El sonido de una alarma constante, gritos por doquier, linternas en el rostro y la imposibilidad de salir, son parte de las imágenes imborrables que la pequeña Daniela (nombre ficticio) recuerda una y otra vez sobre su estancia en el centro de detención de Berks County.
La menor, quien ahora tiene nueve años, fue ingresada a “la cárcel” de inmigración en Pensilvania junto con su madre, Fernanda, cuando apenas tenía seis añitos.
Ambas arribaron a Atlanta en el 2015, provenientes de Colombia, con una visa de turismo, pero a su arribo la madre de la niña pidió asilo político por miedo a una pandilla de paramilitares que la perseguía.
“Lo peor, que no me gustaba, era que a la media noche nos ponían una alarma y nos levantaban. Me asustaba mucho porque nos sacaban al frío o al calor. Sonaba bien duro beep, beep, beep”, relató la niña. Agregó que “los primeros días pensé que había un fuego de verdad, pero luego me acostumbré”.
Daniela no entendía el encierro, ni mucho menos la razón por la que su madre la sacó de su natal Colombia. El trayecto de por sí fue confuso, porque lo único que tiene en su mente fue que tan pronto arribaron a Estados Unidos “nos metieron en un cuarto que parecía una cárcel y tenía una clave para poder salir”.
Mientras los adultos completaban sus trámites la inquietud aumentaba. “Ahí estuvimos una noche y salimos al otro día y nos llevaron a un carro y mi mami me dijo que nos iban a separar.

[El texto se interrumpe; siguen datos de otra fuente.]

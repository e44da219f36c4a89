//! Domain layer: entities, value objects, the status state machine, the
//! commission calculator, and the storage ports.

pub mod audit;
pub mod commission;
pub mod ports;
pub mod schedule;
pub mod status;
pub mod transaction;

Me puse triste y a llorar”, relató.
Daniela fue puesta bajo un programa de acogida temporal con una persona a quien ella misma describe como “una señora que me hablaba en inglés”, pero que tenía una casa “con muchos cuartos y camas”. “Después de unos días me quedé sola con ella. Lloraba todas las noches porque extrañaba a mi mami y le oraba a Dios que algún día pudiera volver a verla, solo un ratito… pensé que nunca más la iba a ver”.
Su cuidadora la llevaba a la escuela y al parque. Por espacio de dos meses, mientras su madre estuvo presa y en procesos migratorios, ella pudo tener una vida de niña.
Un buen día recibió la llamada de su mamá quien le dijo que alistara sus pertenencias. “Alisté mi maleta y todo. La señora me regaló juguetes”. De ahí oficiales de inmigración la reunieron con su madre en el aeropuerto y ambas fueron transportadas a Pensilvania al centro de detención.
EEUU
“Era más o menos como una cárcel, era como un cuarto grande. A mi mami le mostraron todo y le dijeron que cada mañana había que levantarse a las 7:00 a.m. y tomarse turnos para limpiar o ayudar a hacer la comida”, recordó.
Daniela hizo amigos, pero también tuvo problemas durante su estancia. Fernanda, su madre, relató que una vez se enfermó con fiebre alta y hasta convulsionó. “Ellos tiene una enfermería allí con medicamentos y no me le quisieron dar ni Tylenol yo no sé por qué”, sostuvo.
Entre sus recuerdos la pequeña no olvida que tenía que intercambiar, un día a la semana su identificación por un juego que debía compartir, así como sólo un día a la semana los dejaban ir al parque trasero de las instalaciones. Hizo amiguitos, en especial una niña que como ella no le gustaban los frijoles y el arroz de la cafetería por lo que sus respectivas madres les compraban palomitas de maíz que compartían.
En la actualidad la niña se muestra muy apegada a su mamá, pero su comportamiento es normal. Su progenitora dice que “se esconde” y “que ya no es independiente y alegre”.
Le teme a que “nos vengan a llevar otra vez a ese lugar” y describe a inmigración o a oficiales migratorios como “personas malas con mucha ropa”.